Slow publishing is making a huge comeback in the face of new industry superpowers like Amazon. Other small publishers and writers seem to be shrugging off the old conservative grip of the industry, taking advantage of the frenzy to diversify and imagine new possibilities.

How do you innovate books? You’ve probably heard of blogs and ebooks, right? But do you know what a textual mix tape is?

A Canadian company called BookRiff has handed the reigns to the consumer, allowing readers to “curate” reading material into their own compilations. Have you ever heard of Pressbooks? Their online website generates DIY ebooks, PDFs, and webbooks in an easy four-step process. The publishers at Iambik partner up with authors and publishers around the globe to make audiobooks out of “great books that have been overlooked.” They are connected to the fine folks at LibriVox who are working with audiobooks that are – get this – totally free.

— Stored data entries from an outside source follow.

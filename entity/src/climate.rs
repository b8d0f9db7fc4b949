use sea_orm::entity::prelude::*;

#[derive(Clone, Debug, PartialEq, DeriveEntityModel)]
#[sea_orm(table_name = "climate")]
pub struct Model {
    #[sea_orm(primary_key, auto_increment = false)]
    pub eurostat_code: String,
    pub mean_jan_min: Option<i32>,
    pub mean_feb_min: Option<i32>,
    pub mean_mar_min: Option<i32>,
    pub mean_apr_min: Option<i32>,
    pub mean_may_min: Option<i32>,
    pub mean_jun_min: Option<i32>,
    pub mean_jul_min: Option<i32>,
    pub mean_aug_min: Option<i32>,
    pub mean_sep_min: Option<i32>,
    pub mean_oct_min: Option<i32>,
    pub mean_nov_min: Option<i32>,
    pub mean_dec_min: Option<i32>,
    pub mean_jan_max: Option<i32>,
    pub mean_feb_max: Option<i32>,
    pub mean_mar_max: Option<i32>,
    pub mean_apr_max: Option<i32>,
    pub mean_may_max: Option<i32>,
    pub mean_jun_max: Option<i32>,
    pub mean_jul_max: Option<i32>,
    pub mean_aug_max: Option<i32>,
    pub mean_sep_max: Option<i32>,
    pub mean_oct_max: Option<i32>,
    pub mean_nov_max: Option<i32>,
    pub mean_dec_max: Option<i32>,
    pub last_updated: Option<DateTime>,
}

#[derive(Copy, Clone, Debug, EnumIter, DeriveRelation)]
pub enum Relation {
    #[sea_orm(
        belongs_to = "super::city::Entity",
        from = "Column::EurostatCode",
        to = "super::city::Column::EurostatCode",
        on_update = "NoAction",
        on_delete = "Cascade"
    )]
    City,
}

impl Related<super::city::Entity> for Entity {
    fn to() -> RelationDef {
        Relation::City.def()
    }
}

impl ActiveModelBehavior for ActiveModel {}
use axum::{
    body::Body,
    http::{Request, StatusCode},
};
use relocity::server::router;
use tower::ServiceExt;

use super::*;

fn get(uri: &str) -> Request<Body> {
    Request::builder()
        .uri(uri)
        .body(Body::empty())
        .expect("request is valid")
}

/// Expect the details route to resolve the path parameter
#[tokio::test]
async fn routes_city_details() -> Result<(), TestError> {
    let test = TestBuilder::new()
        .with_city_tables()
        .with_mock_city("AT001C", Some("Austria"))
        .build()
        .await?;
    let app = router::routes().with_state(test.app_state());

    let found = app.clone().oneshot(get("/api/cities/at001c")).await;
    let missing = app.oneshot(get("/api/cities/DE001C")).await;

    assert_eq!(found.expect("router failed").status(), StatusCode::OK);
    assert_eq!(missing.expect("router failed").status(), StatusCode::NOT_FOUND);

    Ok(())
}

/// Expect the overview route and the OpenAPI document to be served
#[tokio::test]
async fn routes_overview_and_docs() -> Result<(), TestError> {
    let test = test_setup_with_city_tables!()?;
    let app = router::routes().with_state(test.app_state());

    let overview = app.clone().oneshot(get("/api/cities")).await;
    let openapi = app.oneshot(get("/api/docs/openapi.json")).await;

    assert_eq!(overview.expect("router failed").status(), StatusCode::OK);
    assert_eq!(openapi.expect("router failed").status(), StatusCode::OK);

    Ok(())
}
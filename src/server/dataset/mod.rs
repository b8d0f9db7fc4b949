//! Offline ingestion of statistical exports.
//!
//! [`loader`] reads reference files and theme exports from disk, [`theme`] declares which
//! indicators and fallback policy each refresh uses, and [`reconcile`] turns loaded rows into one
//! row per supported city ready for persistence sync.

pub mod loader;
pub mod reconcile;
pub mod theme;
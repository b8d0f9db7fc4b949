use sea_orm_migration::{prelude::*, schema::*};

use crate::m20240801_000001_create_cities_table::Cities;

static FK_COST_OF_LIVING_EUROSTAT_CODE: &str = "fk-cost_of_living-eurostat_code";

#[derive(DeriveMigrationName)]
pub struct Migration;

#[async_trait::async_trait]
impl MigrationTrait for Migration {
    async fn up(&self, manager: &SchemaManager) -> Result<(), DbErr> {
        manager
            .create_table(
                Table::create()
                    .table(CostOfLiving::Table)
                    .if_not_exists()
                    .col(string(CostOfLiving::EurostatCode).primary_key())
                    .col(double_null(CostOfLiving::MonthlyBudget))
                    .col(double_null(CostOfLiving::CostOfLivingIndex))
                    .col(double_null(CostOfLiving::RentIndex))
                    .col(double_null(CostOfLiving::CostOfLivingPlusRentIndex))
                    .col(double_null(CostOfLiving::GroceriesIndex))
                    .col(double_null(CostOfLiving::RestaurantPriceIndex))
                    .col(double_null(CostOfLiving::LocalPurchasingPowerIndex))
                    .col(timestamp_null(CostOfLiving::LastUpdated))
                    .foreign_key(
                        ForeignKey::create()
                            .name(FK_COST_OF_LIVING_EUROSTAT_CODE)
                            .from(CostOfLiving::Table, CostOfLiving::EurostatCode)
                            .to(Cities::Table, Cities::EurostatCode)
                            .on_delete(ForeignKeyAction::Cascade),
                    )
                    .to_owned(),
            )
            .await?;

        Ok(())
    }

    async fn down(&self, manager: &SchemaManager) -> Result<(), DbErr> {
        manager
            .drop_table(Table::drop().table(CostOfLiving::Table).to_owned())
            .await?;

        Ok(())
    }
}

#[derive(DeriveIden)]
pub enum CostOfLiving {
    Table,
    EurostatCode,
    MonthlyBudget,
    CostOfLivingIndex,
    RentIndex,
    CostOfLivingPlusRentIndex,
    GroceriesIndex,
    RestaurantPriceIndex,
    LocalPurchasingPowerIndex,
    LastUpdated,
}
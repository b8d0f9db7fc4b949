use std::sync::Arc;

use sea_orm::DatabaseConnection;

use crate::server::service::enrichment::EnrichmentEngine;

#[derive(Clone)]
pub struct AppState {
    pub db: DatabaseConnection,
    pub enrichment: Arc<EnrichmentEngine>,
}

The amount of public domain reading material online these days is almost overwhelming. Online websites like Gutenberg.org, the Oxford Text Archive, The PDA Librarian, and Mslit.com, provide vast collections of PDF and DOC files that are often formatted for mobile readers. There has been a long and hard-fought campaign to make this sort of information accessible to the public – especially academic articles. Maybe you’ve heard of Aaron Swartz, the computer programming guru and activist who was instrumental in creating the Internet Archives’ Open Library, Creative Commons, and Reddit. He passed away last year, but the campaign for free information and unrestricted access continues.

But is it all roses? What does all this free stuff mean for writers trying to make a dime?

When it comes to getting your work out there, Montreal-based writer Jon Paul Fiorentino maybe puts it best: “I think it’s easier to be published, and harder to be published well.”

This seems like a pretty good assessment.